▼

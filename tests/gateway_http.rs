//! End-to-end tests for the HTTP gateway against a mock REST server

use reviewdeck::{
    HttpReviewStore, HttpStoreConfig, ReviewDraft, ReviewKind, ReviewStore, ReviewdeckError,
    ReviewerRole, TaskId, UserId,
};
use serde_json::json;
use uuid::Uuid;
use wiremock::matchers::{header, method, path, query_param};
use wiremock::{Mock, MockServer, ResponseTemplate};

fn store_for(server: &MockServer) -> HttpReviewStore {
    HttpReviewStore::new(HttpStoreConfig::new(server.uri(), "secret-key"))
}

#[tokio::test]
async fn fetch_tasks_sends_filter_and_nested_select() {
    let server = MockServer::start().await;
    let student = UserId::new();
    let task_id = Uuid::new_v4();

    Mock::given(method("GET"))
        .and(path("/tasks"))
        .and(query_param("select", "*,reviews(*)"))
        .and(query_param("assigned_to", format!("eq.{}", student)))
        .and(header("apikey", "secret-key"))
        .respond_with(ResponseTemplate::new(200).set_body_json(json!([
            {
                "id": task_id,
                "title": "Sorting algorithms",
                "reviews": [
                    {
                        "id": Uuid::new_v4(),
                        "task_id": task_id,
                        "score": 8,
                        "review": "Clear and correct",
                        "reviewer_id": Uuid::new_v4(),
                        "reviewer_role": "executive",
                        "created_at": "2026-03-01T10:00:00Z"
                    }
                ]
            },
            {
                "id": Uuid::new_v4(),
                "title": "Hash maps",
                "reviews": []
            }
        ])))
        .expect(1)
        .mount(&server)
        .await;

    let tasks = store_for(&server)
        .fetch_tasks_with_reviews(student)
        .await
        .unwrap();

    assert_eq!(tasks.len(), 2);
    assert_eq!(tasks[0].title, "Sorting algorithms");
    assert_eq!(tasks[0].reviews.len(), 1);
    assert_eq!(tasks[0].reviews[0].score, 8.0);
    assert_eq!(tasks[0].reviews[0].reviewer_role, ReviewerRole::Executive);
    assert!(tasks[1].reviews.is_empty());
}

#[tokio::test]
async fn fetch_tasks_maps_failure_to_query_error() {
    let server = MockServer::start().await;
    Mock::given(method("GET"))
        .and(path("/tasks"))
        .respond_with(ResponseTemplate::new(500))
        .mount(&server)
        .await;

    let err = store_for(&server)
        .fetch_tasks_with_reviews(UserId::new())
        .await
        .unwrap_err();
    assert!(matches!(err, ReviewdeckError::Query(_)));
}

#[tokio::test]
async fn fetch_single_review_absent_row_is_none() {
    let server = MockServer::start().await;
    let task = TaskId::new();

    Mock::given(method("GET"))
        .and(path("/reviews"))
        .and(query_param("task_id", format!("eq.{}", task)))
        .respond_with(ResponseTemplate::new(200).set_body_json(json!([])))
        .mount(&server)
        .await;

    let review = store_for(&server).fetch_single_review(task).await.unwrap();
    assert!(review.is_none());
}

#[tokio::test]
async fn fetch_single_review_present_row_is_some() {
    let server = MockServer::start().await;
    let task = TaskId::new();

    Mock::given(method("GET"))
        .and(path("/reviews"))
        .respond_with(ResponseTemplate::new(200).set_body_json(json!([
            {
                "id": Uuid::new_v4(),
                "task_id": task.0,
                "score": 6.5,
                "reviewer_id": Uuid::new_v4(),
                "reviewer_role": "manager",
                "trait_scores": {"communication": 7},
                "created_at": "2026-03-02T09:30:00Z"
            }
        ])))
        .mount(&server)
        .await;

    let review = store_for(&server)
        .fetch_single_review(task)
        .await
        .unwrap()
        .unwrap();
    assert_eq!(review.score, 6.5);
    assert_eq!(review.trait_score("communication"), Some(7.0));
}

#[tokio::test]
async fn upsert_sends_conflict_key_and_returns_row() {
    let server = MockServer::start().await;
    let student = UserId::new();
    let task = TaskId::new();

    Mock::given(method("POST"))
        .and(path("/reviews"))
        .and(query_param("on_conflict", "student_id,task_id"))
        .and(header(
            "Prefer",
            "resolution=merge-duplicates,return=representation",
        ))
        .respond_with(ResponseTemplate::new(201).set_body_json(json!([
            {
                "id": Uuid::new_v4(),
                "task_id": task.0,
                "score": 9,
                "review": "Excellent",
                "reviewer_id": Uuid::new_v4(),
                "reviewer_role": "executive",
                "created_at": "2026-03-03T12:00:00Z"
            }
        ])))
        .expect(1)
        .mount(&server)
        .await;

    let draft = ReviewDraft {
        kind: ReviewKind::TaskReview,
        student_id: student,
        task_id: Some(task),
        reviewer_id: UserId::new(),
        reviewer_role: ReviewerRole::Executive,
        score: 9.0,
        review: Some("Excellent".to_string()),
        improvements: None,
        trait_scores: None,
    };
    let stored = store_for(&server).upsert_review(&draft).await.unwrap();
    assert_eq!(stored.score, 9.0);
}

#[tokio::test]
async fn upsert_mentor_review_uses_reviewer_conflict_key() {
    let server = MockServer::start().await;

    Mock::given(method("POST"))
        .and(path("/reviews"))
        .and(query_param("on_conflict", "student_id,reviewer_id"))
        .respond_with(ResponseTemplate::new(201).set_body_json(json!([
            {
                "id": Uuid::new_v4(),
                "task_id": Uuid::new_v4(),
                "score": 7,
                "reviewer_id": Uuid::new_v4(),
                "reviewer_role": "manager",
                "created_at": "2026-03-03T12:00:00Z"
            }
        ])))
        .expect(1)
        .mount(&server)
        .await;

    let draft = ReviewDraft {
        kind: ReviewKind::MentorReview,
        student_id: UserId::new(),
        task_id: None,
        reviewer_id: UserId::new(),
        reviewer_role: ReviewerRole::Manager,
        score: 7.0,
        review: None,
        improvements: None,
        trait_scores: None,
    };
    store_for(&server).upsert_review(&draft).await.unwrap();
}

#[tokio::test]
async fn upsert_failure_propagates_as_write_error() {
    let server = MockServer::start().await;
    Mock::given(method("POST"))
        .and(path("/reviews"))
        .respond_with(
            ResponseTemplate::new(409).set_body_string("duplicate key value violates constraint"),
        )
        .mount(&server)
        .await;

    let draft = ReviewDraft {
        kind: ReviewKind::TaskReview,
        student_id: UserId::new(),
        task_id: Some(TaskId::new()),
        reviewer_id: UserId::new(),
        reviewer_role: ReviewerRole::Manager,
        score: 5.0,
        review: None,
        improvements: None,
        trait_scores: None,
    };
    let err = store_for(&server).upsert_review(&draft).await.unwrap_err();
    match err {
        ReviewdeckError::Write(message) => assert!(message.contains("409")),
        other => panic!("expected Write error, got {other:?}"),
    }
}

#[tokio::test]
async fn fetch_profile_round_trip() {
    let server = MockServer::start().await;
    let user = UserId::new();

    Mock::given(method("GET"))
        .and(path("/profiles"))
        .and(query_param("user_id", format!("eq.{}", user)))
        .respond_with(ResponseTemplate::new(200).set_body_json(json!([
            {
                "user_id": user.0,
                "display_name": "Ada Lovelace",
                "role": "student",
                "cohort": "2026-spring"
            }
        ])))
        .mount(&server)
        .await;

    let profile = store_for(&server)
        .fetch_profile(user)
        .await
        .unwrap()
        .unwrap();
    assert_eq!(profile.display_name, "Ada Lovelace");
    assert_eq!(profile.cohort.as_deref(), Some("2026-spring"));
}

▲

Among the lines of the listing above, count those that contain "Lovelace" and give only the count.

* SOLUTION TO THIS EXERCISE *
2